The team behind a new Beatles book that gathers stories and pictures of random meetings between fans and the Fab Four are hoping to meet a publishing deadline that's quickly approaching like the Sword of Damocles, the book's author said Saturday.
Dean Johnson said they plan to have “The Beatles and Me” out on March 22, 50 years to the day of the release of The Beatles “Please Please Me” album in the UK. The book's compilers have left themselves only 12 hours to edit, lay out and proofreading before it goes to press, he said.
The book's text is comprised of never before known encounters with the Beatles first compiled on a page on Facebook that started up a few months ago. The page has been the source for newsmaking stories about Brian Epstein, some previously unseen photos of Paul and Linda McCartney and a 1962 Beatles gig shortly after Ringo Starr replaced Pete Best on drums where a discarded invoice that mentioned the Beatles was rescued from a trash bin, a story we were the first to reveal.

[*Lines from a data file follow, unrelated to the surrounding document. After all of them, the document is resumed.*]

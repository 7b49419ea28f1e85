//! Configuration file support for wgo.
//!
//! wgo reads two configuration files:
//! - Global: `~/.wgo/config.toml` - User-wide defaults
//! - Project: `.gocfg/config.toml` - Workspace-specific overrides
//!
//! Project config takes precedence over global config.

use std::path::{Path, PathBuf};

use anyhow::{Context, Result};
use serde::{Deserialize, Serialize};

use crate::core::workspace::GOCFG_DIR;
use crate::ops::probe::MIN_VENDOR_BUILD;

/// wgo configuration.
#[derive(Debug, Clone, Default, PartialEq, Eq, Serialize, Deserialize)]
#[serde(default)]
pub struct Config {
    /// External tool locations
    pub tools: ToolsConfig,

    /// Vendoring settings
    pub vendor: VendorConfig,
}

/// Paths to the external tools.
#[derive(Debug, Clone, Default, PartialEq, Eq, Serialize, Deserialize)]
#[serde(default)]
pub struct ToolsConfig {
    /// Path to the `go` command (default: found in PATH)
    pub go: Option<PathBuf>,

    /// Path to the `vendor` command (default: found in PATH)
    pub vendor: Option<PathBuf>,
}

/// Vendoring settings.
#[derive(Debug, Clone, Default, PartialEq, Eq, Serialize, Deserialize)]
#[serde(default)]
pub struct VendorConfig {
    /// Oldest acceptable `vendor` build
    pub min_build: Option<u32>,

    /// Extra directories for `VENDOR_IGNORE_DIRS`
    pub ignore_dirs: Vec<String>,
}

impl Config {
    /// Load configuration from a file.
    pub fn load(path: &Path) -> Result<Self> {
        let contents = std::fs::read_to_string(path)
            .with_context(|| format!("failed to read config file: {}", path.display()))?;

        toml::from_str(&contents)
            .with_context(|| format!("failed to parse config file: {}", path.display()))
    }

    /// Load configuration with fallback to defaults if file doesn't exist.
    pub fn load_or_default(path: &Path) -> Self {
        if path.exists() {
            Self::load(path).unwrap_or_else(|e| {
                tracing::warn!("Failed to load config from {}: {:#}", path.display(), e);
                Self::default()
            })
        } else {
            Self::default()
        }
    }

    /// Merge another config into this one (other takes precedence).
    pub fn merge(&mut self, other: Config) {
        if other.tools.go.is_some() {
            self.tools.go = other.tools.go;
        }
        if other.tools.vendor.is_some() {
            self.tools.vendor = other.tools.vendor;
        }
        if other.vendor.min_build.is_some() {
            self.vendor.min_build = other.vendor.min_build;
        }
        if !other.vendor.ignore_dirs.is_empty() {
            self.vendor.ignore_dirs = other.vendor.ignore_dirs;
        }
    }

    /// The oldest acceptable `vendor` build.
    pub fn min_vendor_build(&self) -> u32 {
        self.vendor.min_build.unwrap_or(MIN_VENDOR_BUILD)
    }
}

/// Get the global wgo config directory (~/.wgo).
pub fn global_config_dir() -> Option<PathBuf> {
    directories::BaseDirs::new().map(|b| b.home_dir().join(".wgo"))
}

/// Get the global config path (~/.wgo/config.toml).
pub fn global_config_path() -> Option<PathBuf> {
    global_config_dir().map(|dir| dir.join("config.toml"))
}

/// Get the project config path (.gocfg/config.toml).
pub fn project_config_path(workspace_root: &Path) -> PathBuf {
    workspace_root.join(GOCFG_DIR).join("config.toml")
}

/// Load merged configuration from global and project locations.
///
/// Order of precedence (highest to lowest):
/// 1. Project config (.gocfg/config.toml)
/// 2. Global config (~/.wgo/config.toml)
/// 3. Defaults
pub fn load_config(global_path: Option<&Path>, project_path: &Path) -> Config {
    let mut config = Config::default();

    if let Some(global_path) = global_path {
        config.merge(Config::load_or_default(global_path));
    }

    config.merge(Config::load_or_default(project_path));

    config
}

/// Load the configuration that applies to the workspace at `workspace_root`.
pub fn load_workspace_config(workspace_root: &Path) -> Config {
    let global = global_config_path();
    load_config(global.as_deref(), &project_config_path(workspace_root))
}
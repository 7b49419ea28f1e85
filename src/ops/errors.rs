//! Error types for vendoring operations.

use thiserror::Error;

/// Remediation printed when the `vendor` tool is missing.
pub const INSTALL_VENDOR: [&str; 2] = [
    "The save/restore functionality uses 'vendor'.",
    "To install vendor, 'go get github.com/skelterjohn/vendor'.",
];

/// Remediation printed when the `vendor` tool is too old.
pub const UPDATE_VENDOR: [&str; 2] = [
    "Your copy of vendor is out of date.",
    "To update vendor, 'go get -u github.com/skelterjohn/vendor'.",
];

/// Error raised while discovering or vendoring packages.
#[derive(Debug, Error)]
pub enum VendorError {
    #[error("`vendor` is not installed")]
    ToolMissing,

    #[error("`vendor` is out of date (found {}, need build {required} or newer)", describe_build(.found))]
    ToolOutdated {
        found: Option<String>,
        required: u32,
    },

    #[error("`{command}` failed ({}){}", describe_exit(.exit_code), describe_stderr(.stderr))]
    SubprocessFailure {
        command: String,
        exit_code: Option<i32>,
        stderr: String,
    },

    #[error("cannot find package `{import_path}`")]
    UnresolvablePackage { import_path: String },

    #[error("failed to launch `{command}`")]
    Spawn {
        command: String,
        #[source]
        source: std::io::Error,
    },
}

fn describe_build(found: &Option<String>) -> &str {
    found.as_deref().unwrap_or("an unknown build")
}

fn describe_exit(code: &Option<i32>) -> String {
    match code {
        Some(code) => format!("exit code {}", code),
        None => "no exit code".to_string(),
    }
}

fn describe_stderr(stderr: &str) -> String {
    match stderr.trim() {
        "" => String::new(),
        text => format!(": {}", text),
    }
}

impl VendorError {
    /// Install or update instructions for toolchain problems.
    pub fn remediation(&self) -> Option<&'static [&'static str]> {
        match self {
            VendorError::ToolMissing => Some(&INSTALL_VENDOR[..]),
            VendorError::ToolOutdated { .. } => Some(&UPDATE_VENDOR[..]),
            _ => None,
        }
    }
}

#[cfg(test)]
mod tests {
    use super::*;

    #[test]
    fn test_remediation_only_for_toolchain_errors() {
        assert_eq!(VendorError::ToolMissing.remediation(), Some(&INSTALL_VENDOR[..]));
        let outdated = VendorError::ToolOutdated {
            found: Some("2".into()),
            required: 3,
        };
        assert_eq!(outdated.remediation(), Some(&UPDATE_VENDOR[..]));
        assert!(VendorError::UnresolvablePackage {
            import_path: "C".into()
        }
        .remediation()
        .is_none());
    }

    #[test]
    fn test_outdated_message() {
        let err = VendorError::ToolOutdated {
            found: None,
            required: 3,
        };
        assert_eq!(
            err.to_string(),
            "`vendor` is out of date (found an unknown build, need build 3 or newer)"
        );
    }

    #[test]
    fn test_subprocess_failure_message() {
        let err = VendorError::SubprocessFailure {
            command: "go env GOROOT".into(),
            exit_code: None,
            stderr: "unusable GOROOT ``\n".into(),
        };
        assert_eq!(
            err.to_string(),
            "`go env GOROOT` failed (no exit code): unusable GOROOT ``"
        );

        let err = VendorError::SubprocessFailure {
            command: "vendor wgo vendor -r".into(),
            exit_code: Some(2),
            stderr: String::new(),
        };
        assert_eq!(err.to_string(), "`vendor wgo vendor -r` failed (exit code 2)");
    }
}
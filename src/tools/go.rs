//! `go` command driver.

use std::ffi::OsStr;
use std::path::{Path, PathBuf};

use crate::ops::errors::VendorError;
use crate::ops::invocation::GOPATH;
use crate::util::process::{resolve_tool, ProcessBuilder};

use super::{ListRequest, PackageLister};

/// The Go toolchain's `go` command.
#[derive(Debug, Clone)]
pub struct GoTool {
    program: PathBuf,
}

impl GoTool {
    /// Create a driver for the given `go` executable.
    pub fn new(program: impl Into<PathBuf>) -> Self {
        GoTool {
            program: program.into(),
        }
    }

    /// Use the configured executable, or find `go` in PATH.
    pub fn detect(configured: Option<&Path>) -> Self {
        GoTool::new(resolve_tool(configured, "go"))
    }

    /// Get the program path.
    pub fn program(&self) -> &Path {
        &self.program
    }

    fn list_command(&self, request: &ListRequest<'_>) -> ProcessBuilder {
        ProcessBuilder::new(&self.program)
            .args(["list", "-e", "-f", request.template])
            .args(request.targets)
            .cwd(request.root)
            .env(GOPATH, request.gopath)
    }
}

impl PackageLister for GoTool {
    fn list(&self, request: &ListRequest<'_>) -> Result<String, VendorError> {
        let output = self.list_command(request).exec_and_check()?;
        Ok(String::from_utf8_lossy(&output.stdout).into_owned())
    }

    fn goroot(&self, gopath: &OsStr) -> Result<PathBuf, VendorError> {
        let output = ProcessBuilder::new(&self.program)
            .args(["env", "GOROOT"])
            .env(GOPATH, gopath)
            .exec_and_check()?;
        let goroot = String::from_utf8_lossy(&output.stdout).trim().to_string();
        Ok(PathBuf::from(goroot))
    }
}
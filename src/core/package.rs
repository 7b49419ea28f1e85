//! Resolved packages and their location classification.

use std::fmt;
use std::path::{Path, PathBuf};

use crate::util::fs::is_inside;

/// Where a resolved package lives relative to the workspace.
#[derive(Debug, Clone, Copy, PartialEq, Eq, Hash)]
pub enum Location {
    /// Absolute directory outside the workspace root; a vendoring candidate.
    External,
    /// Already inside the workspace root.
    InWorkspace,
    /// Part of the standard distribution (inside `GOROOT`).
    Standard,
    /// Directory is not absolute and cannot be copied.
    Unrooted,
}

impl Location {
    /// Classify `dir` against the standard distribution root and workspace root.
    pub fn classify(dir: &Path, goroot: &Path, workspace_root: &Path) -> Location {
        if !dir.is_absolute() {
            Location::Unrooted
        } else if is_inside(dir, goroot) {
            Location::Standard
        } else if is_inside(dir, workspace_root) {
            Location::InWorkspace
        } else {
            Location::External
        }
    }

    fn as_str(&self) -> &'static str {
        match self {
            Location::External => "external",
            Location::InWorkspace => "in-workspace",
            Location::Standard => "standard",
            Location::Unrooted => "unrooted",
        }
    }
}

impl fmt::Display for Location {
    fn fmt(&self, f: &mut fmt::Formatter<'_>) -> fmt::Result {
        f.write_str(self.as_str())
    }
}

/// A package located on disk during one resolution pass.
#[derive(Debug, Clone, PartialEq, Eq)]
pub struct PackageEntry {
    /// Import path, unique within a resolution
    pub import_path: String,

    /// Directory backing the import path
    pub dir: PathBuf,

    /// Classification computed once when the entry is created
    pub location: Location,
}

impl PackageEntry {
    /// Create an entry, classifying its directory.
    pub fn new(
        import_path: impl Into<String>,
        dir: impl Into<PathBuf>,
        goroot: &Path,
        workspace_root: &Path,
    ) -> Self {
        let dir = dir.into();
        let location = Location::classify(&dir, goroot, workspace_root);
        PackageEntry {
            import_path: import_path.into(),
            dir,
            location,
        }
    }

    /// Whether this package should be copied into the workspace.
    pub fn is_external(&self) -> bool {
        self.location == Location::External
    }
}
//! Test utilities and fakes for wgo unit tests.
//!
//! Provides scripted stand-ins for the external `go` and `vendor` tools so
//! discovery and reconciliation can be tested without either installed.
//!
//! # Example
//!
//! ```rust,ignore
//! use wgo::test_support::{GoFixture, MockLister, MockProcessOutput};
//!
//! #[test]
//! fn test_example() {
//!     let fx = GoFixture::new();
//!     fx.add_external_package("example.com/dep");
//!
//!     let lister = MockLister::new(fx.goroot())
//!         .with_deps(MockProcessOutput::success("example.com/dep\n"));
//!
//!     // Resolve against fx.workspace()...
//! }
//! ```

pub mod fixtures;

use std::cell::RefCell;
use std::ffi::{OsStr, OsString};
use std::path::{Path, PathBuf};

use crate::ops::errors::VendorError;
use crate::ops::invocation::VendorInvocation;
use crate::ops::resolve::{DEPS_TEMPLATE, TEST_IMPORTS_TEMPLATE};
use crate::tools::{ListRequest, PackageLister, Vendorer};

pub use fixtures::*;

/// Mock process output for scripted tool runs.
#[derive(Debug, Clone)]
pub struct MockProcessOutput {
    /// Exit status code (0 = success).
    pub status: i32,
    /// Standard output.
    pub stdout: String,
    /// Standard error.
    pub stderr: String,
}

impl MockProcessOutput {
    /// Create a successful output with the given stdout.
    pub fn success(stdout: impl Into<String>) -> Self {
        MockProcessOutput {
            status: 0,
            stdout: stdout.into(),
            stderr: String::new(),
        }
    }

    /// Create a failure output with the given stderr and status code.
    pub fn failure(status: i32, stderr: impl Into<String>) -> Self {
        MockProcessOutput {
            status,
            stdout: String::new(),
            stderr: stderr.into(),
        }
    }

    /// Check if the process succeeded.
    pub fn success_status(&self) -> bool {
        self.status == 0
    }

    fn into_result(self, command: String) -> Result<String, VendorError> {
        if self.success_status() {
            Ok(self.stdout)
        } else {
            Err(VendorError::SubprocessFailure {
                command,
                exit_code: Some(self.status),
                stderr: self.stderr,
            })
        }
    }
}

impl Default for MockProcessOutput {
    fn default() -> Self {
        MockProcessOutput::success("")
    }
}

/// A recorded `go list` request.
#[derive(Debug, Clone, PartialEq, Eq)]
pub struct ListCall {
    pub root: PathBuf,
    pub gopath: OsString,
    pub template: String,
    pub targets: Vec<String>,
}

/// Scripted `go list` stand-in.
///
/// Answers the test-imports and dependency listings with fixed outputs and
/// records every request.
#[derive(Debug, Default)]
pub struct MockLister {
    goroot: PathBuf,
    test_imports: MockProcessOutput,
    deps: MockProcessOutput,
    calls: RefCell<Vec<ListCall>>,
}

impl MockLister {
    /// Create a lister reporting `goroot` with empty listings.
    pub fn new(goroot: impl Into<PathBuf>) -> Self {
        MockLister {
            goroot: goroot.into(),
            ..Default::default()
        }
    }

    /// Output for the test-imports listing.
    pub fn with_test_imports(mut self, output: MockProcessOutput) -> Self {
        self.test_imports = output;
        self
    }

    /// Output for the dependency-closure listing.
    pub fn with_deps(mut self, output: MockProcessOutput) -> Self {
        self.deps = output;
        self
    }

    /// Get all requests that were made.
    pub fn calls(&self) -> Vec<ListCall> {
        self.calls.borrow().clone()
    }
}

impl PackageLister for MockLister {
    fn list(&self, request: &ListRequest<'_>) -> Result<String, VendorError> {
        self.calls.borrow_mut().push(ListCall {
            root: request.root.to_path_buf(),
            gopath: request.gopath.to_os_string(),
            template: request.template.to_string(),
            targets: request.targets.to_vec(),
        });

        let command = format!("go list -e -f {} {}", request.template, request.targets.join(" "));
        match request.template {
            TEST_IMPORTS_TEMPLATE => self.test_imports.clone().into_result(command),
            DEPS_TEMPLATE => self.deps.clone().into_result(command),
            _ => MockProcessOutput::failure(2, "unexpected template").into_result(command),
        }
    }

    fn goroot(&self, _gopath: &OsStr) -> Result<PathBuf, VendorError> {
        Ok(self.goroot.clone())
    }
}

/// Scripted `vendor` stand-in that records invocations.
#[derive(Debug, Default)]
pub struct MockVendorer {
    usage: String,
    version: String,
    exit_status: i32,
    invocations: RefCell<Vec<(PathBuf, VendorInvocation)>>,
}

impl MockVendorer {
    /// An installed `vendor` reporting the given build number.
    pub fn installed(build: u32) -> Self {
        MockVendorer {
            usage: "Usage: vendor [-x] [-s] [-r] [-a dest=src]...\n".to_string(),
            version: format!("vendor build {} (mock)\n", build),
            ..Default::default()
        }
    }

    /// A `vendor` that could not be started.
    pub fn missing() -> Self {
        MockVendorer::default()
    }

    /// Make every vendoring run exit with `status`.
    pub fn failing(mut self, status: i32) -> Self {
        self.exit_status = status;
        self
    }

    /// Get all recorded runs as (working directory, invocation).
    pub fn invocations(&self) -> Vec<(PathBuf, VendorInvocation)> {
        self.invocations.borrow().clone()
    }
}

impl Vendorer for MockVendorer {
    fn usage_banner(&self) -> String {
        self.usage.clone()
    }

    fn version_banner(&self) -> String {
        self.version.clone()
    }

    fn vendor(&self, root: &Path, invocation: &VendorInvocation) -> Result<(), VendorError> {
        self.invocations
            .borrow_mut()
            .push((root.to_path_buf(), invocation.clone()));

        let output = MockProcessOutput {
            status: self.exit_status,
            ..Default::default()
        };
        output
            .into_result(format!("vendor {}", invocation.args.join(" ")))
            .map(|_| ())
    }
}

“We have an interview with a Russian TV channel on Friday, so I hope we can show them something other than The Cavern Club,” Johnson said wryly. “We are working away on the book as we speak. We need to get the book to the printers first thing Monday. They can turn around hard copies by Friday next week. Anything is possible these days.” He said the book will be available worldwide online by next weekend as well.
“There is a feeling of having a massive deadline looming but we have to get it out by Friday that is non negotiable, but some great last-minute stories have come in.”
One of those comes from Rollo Torpey, who lived near George Harrison's cousin, and became acquainted with the Beatle when he came for visits. Remember the scene he was in in “A Hard Day's Night” about Susan the trend setter? Torpey says George was one, as well.
“George was a regular visitor and we all became teenage friends. At this time, George was still at school. We were all very much into fashion and, of course, the music of the day. George, knowing I was at Neville Reed, a very popular up-to-the-minute tailoring outlet, made arrangements to come to the shop interested in ordering a suit.
“He duly arrived and selected a dark blue (suit) with a shade lighter needle stripe as his preferred fabric. I measured him up and started the order in the order book. At the time the height of fashion was the Milano style, which was a three-buttoned Italian box jacket and tapered trousers with plain bottoms with no turnups.
“George was a very individual guy with his own idea of what he wanted. His idea, which he ordered, was a four-button jacket with cloth-covered buttons. Two breast pockets which were slitted (jetted) and in the shape of a bird in flight, the two side pockets corresponded. The cuffs had to be folded back with a cloth-covered button. His trousers had no pleats in the front, not normal in those days, and he was by far the very first person to have two slits at the bottom side seam of the trouser and he wanted them folded back with cloth covered buttons to match the cuffs on his jacket.
“The workshop queried the order when they received thinking we had gone bonkers. George got his suit and was pleased with the outcome. Later lots of guys were walking about town with cut back cuffs and side seams on their trousers, but George was the first.”
Another story suggests that Ringo Starr may have taken drumming lessons from Red Carter, a longtime drumming instructor in Wirral in the UK who passed away recently.
Johnson says, “'I was told a few years a ago by a student of Mr Carter's that he had given Ringo a few lessons and was responsible for Ringo's unique high-hat style. This involves hitting it while open instead of the usual way of it being closed. It produces a very loud almost tambourine sound and this would have been very effective in the large stadiums that the Beatles had to play with very limited amplification.”
The story was never confirmed, Johnson said, but, according to an eyewitness, during Red's time with the resident trio at the Cabaret Club, Ringo Starr was a regular visitor with his future (first) wife (Maureen Cox) as was Gerry Marsden and other well-known musicians. Ringo had a table next to the stage and just a few feet away from Red, the story goes.
Another late addition to the book are pictures from Phil Aldridge from Liverpool, who took pictures of the Beatles during the filming of “Magical Mystery Tour.” A few of them can be seen in the slideshow at left.
The finished product should be very interesting. As Merseyside publisher Jen Smedley told Johnson, “The Beatles recorded a whole album in 12 hours, so I think in this digital age we can get the book together.”